use std::collections::HashMap;

use crate::{
    error::{Error, Result},
    sql::{
        parser::ast::{Consts, Expression, OrderDirection, SelectItem},
        schema::Column,
        types::Row,
    },
    storage::table::Table,
};

/// A named set of tables
#[derive(Debug, Clone, PartialEq)]
pub struct Database {
    name: String,
    tables: HashMap<String, Table>,
}

impl Database {
    pub fn new(name: &str) -> Self {
        Self {
            name: name.to_string(),
            tables: HashMap::new(),
        }
    }

    pub fn name(&self) -> &str {
        &self.name
    }

    /// Table names in sorted order
    pub fn table_names(&self) -> Vec<String> {
        let mut names = self.tables.keys().cloned().collect::<Vec<_>>();
        names.sort();
        names
    }

    pub fn contains_table(&self, name: &str) -> bool {
        self.tables.contains_key(name)
    }

    /// Creates a table, replacing any existing table of that name
    pub fn create_table(&mut self, name: &str, columns: Vec<Column>) -> Result<()> {
        let table = Table::new(name, columns)?;
        self.tables.insert(name.to_string(), table);
        Ok(())
    }

    /// Drops a table, returns false if there was none
    pub fn drop_table(&mut self, name: &str) -> bool {
        self.tables.remove(name).is_some()
    }

    pub fn get_table(&self, name: &str) -> Result<&Table> {
        self.tables
            .get(name)
            .ok_or_else(|| Error::TableNotFound(name.to_string()))
    }

    fn get_table_mut(&mut self, name: &str) -> Result<&mut Table> {
        self.tables
            .get_mut(name)
            .ok_or_else(|| Error::TableNotFound(name.to_string()))
    }

    pub fn insert(
        &mut self,
        table: &str,
        columns: &[String],
        values: &[Vec<Consts>],
    ) -> Result<usize> {
        self.get_table_mut(table)?.insert(columns, values)
    }

    pub fn delete(&mut self, table: &str, where_clause: Option<&Expression>) -> Result<usize> {
        self.get_table_mut(table)?.delete(where_clause)
    }

    pub fn update(
        &mut self,
        table: &str,
        set: &[(String, Consts)],
        where_clause: Option<&Expression>,
    ) -> Result<usize> {
        self.get_table_mut(table)?.update(set, where_clause)
    }

    pub fn select(
        &self,
        table: &str,
        select: &[SelectItem],
        where_clause: Option<&Expression>,
        order_by: &[(String, OrderDirection)],
    ) -> Result<(Vec<String>, Vec<Row>)> {
        self.get_table(table)?.select(select, where_clause, order_by)
    }
}
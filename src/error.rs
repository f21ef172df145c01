use thiserror::Error;

use crate::sql::types::DataType;

/// Custom Result type for minisql operations
pub type Result<T> = std::result::Result<T, Error>;

/// Error types for minisql
///
/// Every variant is fatal to the statement that raised it. The session stops
/// executing the remaining statements of the line.
#[derive(Debug, Clone, PartialEq, Error)]
pub enum Error {
    /// SQL text could not be tokenized or parsed
    #[error("parse error {0}")]
    Parse(String),
    /// The front end recognized the statement but the engine has no such kind
    #[error("unsupported statement {0}")]
    UnsupportedStatement(String),
    #[error("database {0} does not exist")]
    DatabaseNotFound(String),
    #[error("table {0} does not exist")]
    TableNotFound(String),
    #[error("no such column named {column} in table {table}")]
    UnknownColumn { table: String, column: String },
    #[error("duplicate column {column} in table {table}")]
    DuplicateColumn { table: String, column: String },
    /// Literal does not fit the declared column type
    #[error("cannot convert '{literal}' to {datatype}: {reason}")]
    Conversion {
        datatype: DataType,
        literal: String,
        reason: String,
    },
    /// WHERE clause is not a single `<column> <op> <literal>` comparison
    #[error("unsupported where condition: {0}")]
    UnsupportedPredicate(String),
    #[error("unsupported operator: {0}")]
    UnsupportedOperator(String),
    /// Two values of different kinds were compared
    #[error("cannot compare {0} with {1}")]
    TypeMismatch(String, String),
    #[error("{columns} columns but {values} values in insert")]
    ValueCountMismatch { columns: usize, values: usize },
}

impl Error {
    pub(crate) fn conversion(datatype: DataType, literal: &str, reason: impl ToString) -> Self {
        Error::Conversion {
            datatype,
            literal: literal.to_string(),
            reason: reason.to_string(),
        }
    }
}
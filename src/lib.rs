//! minisql - an in-memory relational database in Rust
//!
//! This crate provides a small SQL database with:
//! - SQL parsing (lexer, parser, AST)
//! - A catalog of databases holding typed, in-memory tables
//! - Statement execution with single-column WHERE filters and ORDER BY
//! - A line-oriented console

pub mod config;
pub mod console;
pub mod error;
pub mod formatter;
pub mod sql;
pub mod storage;
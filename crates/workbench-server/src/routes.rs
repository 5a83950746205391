//! Router assembly, shared state, and the CORS policy.

use std::sync::Arc;

use axum::http::{header, HeaderValue, Method};
use axum::routing::{get, post};
use axum::{Json, Router};
use tower_http::cors::CorsLayer;
use utoipa::OpenApi;

use workbench_core::{RunMode, WorkbenchConfig};

use crate::error::ApiError;
use crate::handlers;

/// Shared request state: the immutable process configuration.
#[derive(Clone)]
pub struct AppState {
    pub config: Arc<WorkbenchConfig>,
}

impl AppState {
    /// Internal-error constructor that gates the detail on the run mode:
    /// production clients get a generic message, the full text still goes
    /// to the log.
    pub fn internal(&self, message: String) -> ApiError {
        tracing::error!("{}", message);
        ApiError::Internal {
            message,
            expose: self.config.mode != RunMode::Production,
        }
    }
}

#[derive(OpenApi)]
#[openapi(
    info(
        title = "CRE Workbench API",
        description = "Local backend bridging the workbench frontend to the cre CLI and the orchestrator checkout."
    ),
    paths(
        handlers::health,
        handlers::info,
        handlers::write_file,
        handlers::simulate,
        handlers::get_env_config,
        handlers::set_env_config,
    ),
    components(schemas(
        handlers::HealthResponse,
        handlers::InfoResponse,
        handlers::EndpointInfo,
        handlers::WriteFileRequest,
        handlers::WriteFileResponse,
        handlers::SimulateRequest,
        handlers::SimulateResponse,
        handlers::EnvConfigResponse,
        handlers::SetEnvConfigRequest,
        handlers::SetEnvConfigResponse,
    ))
)]
struct ApiDoc;

async fn openapi_doc() -> Json<utoipa::openapi::OpenApi> {
    Json(ApiDoc::openapi())
}

/// Build the application router for the given configuration.
pub fn app(config: WorkbenchConfig) -> Router {
    let state = AppState {
        config: Arc::new(config),
    };
    let cors = cors_layer(&state.config.frontend_origin);

    Router::new()
        .route("/health", get(handlers::health))
        .route("/api/info", get(handlers::info))
        .route("/api/openapi.json", get(openapi_doc))
        .route("/api/write-file", post(handlers::write_file))
        .route("/api/simulate", post(handlers::simulate))
        .route("/api/get-env-config", get(handlers::get_env_config))
        .route("/api/set-env-config", post(handlers::set_env_config))
        .fallback(handlers::not_found)
        .layer(cors)
        .with_state(state)
}

/// Deny-by-default CORS: exactly the configured frontend origin is allowed.
/// An unparseable origin disables cross-origin access entirely rather than
/// falling back to allow-all.
fn cors_layer(frontend_origin: &str) -> CorsLayer {
    let layer = CorsLayer::new()
        .allow_methods([Method::GET, Method::POST])
        .allow_headers([header::CONTENT_TYPE]);

    match frontend_origin.parse::<HeaderValue>() {
        Ok(origin) => layer.allow_origin(origin),
        Err(_) => {
            tracing::warn!(
                origin = frontend_origin,
                "invalid frontend origin; cross-origin requests will be refused"
            );
            layer
        }
    }
}
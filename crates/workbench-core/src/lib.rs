//! Core services for the CRE workbench backend.
//!
//! Everything the HTTP layer delegates to lives here: configuration
//! resolution, the `.env` key store, the workflow file writer, and the
//! simulation runner. None of these modules know about HTTP.

pub mod config;
pub mod env_store;
pub mod files;
pub mod simulate;

pub use config::{RunMode, WorkbenchConfig};
pub use simulate::{run_simulation, SimulationResult};
//! CRE workbench daemon.
//!
//! Local backend for the workflow workbench frontend: writes generated
//! workflow sources into the orchestrator checkout, runs `cre workflow
//! simulate` on demand, and keeps the signing key in the orchestrator's
//! `.env`.
//!
//! # Configuration
//!
//! Values are resolved with priority: CLI arguments, then environment
//! variables, then defaults.
//!
//! - `PORT`: HTTP listen port (default 3001)
//! - `FRONTEND_ORIGIN`: allowed CORS origin (default http://localhost:3000)
//! - `ORCHESTRATOR_ROOT`: orchestrator checkout directory (default
//!   `../cre-orchestrator` next to the executable)
//! - `RUN_MODE`: `development` or `production` (default development)
//! - `ALLOW_FILE_WRITES`: force the write-file endpoint on or off
//!   (default: on in development, off in production)
//! - `CRE_CLI`: simulation CLI program (default `cre`)
//! - `CRE_ETH_PRIVATE_KEY`, `CRE_TARGET`: seed values for a freshly
//!   created `.env`
//! - `RUST_LOG`: log filter (default `info`)

use std::net::SocketAddr;
use std::path::PathBuf;

use clap::Parser;
use tracing::{error, info, warn};

use workbench_core::config::{Overrides, RunMode, WorkbenchConfig};
use workbench_core::env_store;

#[derive(Parser, Debug)]
#[command(name = "workbenchd")]
#[command(about = "Local backend for the CRE workflow workbench")]
struct Args {
    /// HTTP listen port (also: PORT)
    #[arg(short, long)]
    port: Option<u16>,

    /// Orchestrator checkout directory (also: ORCHESTRATOR_ROOT)
    #[arg(short, long)]
    root: Option<PathBuf>,

    /// Run mode: development or production (also: RUN_MODE)
    #[arg(short, long)]
    mode: Option<String>,

    /// Allowed CORS origin for the frontend (also: FRONTEND_ORIGIN)
    #[arg(long)]
    frontend_origin: Option<String>,

    /// Enable the write-file endpoint regardless of run mode
    /// (also: ALLOW_FILE_WRITES)
    #[arg(long)]
    allow_file_writes: bool,
}

#[tokio::main]
async fn main() {
    tracing_subscriber::fmt()
        .with_env_filter(
            tracing_subscriber::EnvFilter::try_from_default_env()
                .unwrap_or_else(|_| tracing_subscriber::EnvFilter::new("info")),
        )
        .init();

    let args = Args::parse();
    let overrides = Overrides {
        port: args.port,
        orchestrator_root: args.root,
        mode: args.mode.as_deref().map(RunMode::parse),
        frontend_origin: args.frontend_origin,
        allow_file_writes: args.allow_file_writes.then_some(true),
    };
    let config = WorkbenchConfig::from_env(overrides);

    info!(
        mode = config.mode.as_str(),
        root = %config.orchestrator_root.display(),
        file_writes = config.allow_file_writes,
        "starting cre-workbench backend"
    );
    if !config.orchestrator_root.is_dir() {
        warn!(
            root = %config.orchestrator_root.display(),
            "orchestrator root does not exist yet; simulations will fail until it does"
        );
    }

    match env_store::ensure_env_file(
        &config.env_file,
        config.bootstrap_key.as_deref(),
        config.bootstrap_target.as_deref(),
    ) {
        Ok(true) => info!(path = %config.env_file.display(), "created .env"),
        Ok(false) => {}
        Err(e) => warn!(path = %config.env_file.display(), "could not initialize .env: {}", e),
    }

    let addr = SocketAddr::from(([127, 0, 0, 1], config.port));
    let listener = match tokio::net::TcpListener::bind(addr).await {
        Ok(listener) => listener,
        Err(e) => {
            error!("failed to bind {}: {}", addr, e);
            std::process::exit(1);
        }
    };
    info!("listening on http://{}", addr);

    if let Err(e) = axum::serve(listener, workbench_server::app(config)).await {
        error!("server error: {}", e);
        std::process::exit(1);
    }
}
//! HTTP facade over the workbench core services.
//!
//! The router is built once from an immutable [`WorkbenchConfig`] and every
//! handler delegates to `workbench-core`; the split exists so integration
//! tests can drive the router in-process without binding a socket.

pub mod error;
mod handlers;
pub mod routes;

pub use routes::{app, AppState};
###
*Exercise objective*
Set down only the lines above that fall between the line holding "know about HTTP." and the line holding "#[derive(Parser, Debug)]", inclusive, keeping each exact.

*Output of the task*
//! simulation runner. None of these modules know about HTTP.

pub mod config;
pub mod env_store;
pub mod files;
pub mod simulate;

pub use config::{RunMode, WorkbenchConfig};
pub use simulate::{run_simulation, SimulationResult};
//! CRE workbench daemon.
//!
//! Local backend for the workflow workbench frontend: writes generated
//! workflow sources into the orchestrator checkout, runs `cre workflow
//! simulate` on demand, and keeps the signing key in the orchestrator's
//! `.env`.
//!
//! # Configuration
//!
//! Values are resolved with priority: CLI arguments, then environment
//! variables, then defaults.
//!
//! - `PORT`: HTTP listen port (default 3001)
//! - `FRONTEND_ORIGIN`: allowed CORS origin (default http://localhost:3000)
//! - `ORCHESTRATOR_ROOT`: orchestrator checkout directory (default
//!   `../cre-orchestrator` next to the executable)
//! - `RUN_MODE`: `development` or `production` (default development)
//! - `ALLOW_FILE_WRITES`: force the write-file endpoint on or off
//!   (default: on in development, off in production)
//! - `CRE_CLI`: simulation CLI program (default `cre`)
//! - `CRE_ETH_PRIVATE_KEY`, `CRE_TARGET`: seed values for a freshly
//!   created `.env`
//! - `RUST_LOG`: log filter (default `info`)

use std::net::SocketAddr;
use std::path::PathBuf;

use clap::Parser;
use tracing::{error, info, warn};

use workbench_core::config::{Overrides, RunMode, WorkbenchConfig};
use workbench_core::env_store;

#[derive(Parser, Debug)]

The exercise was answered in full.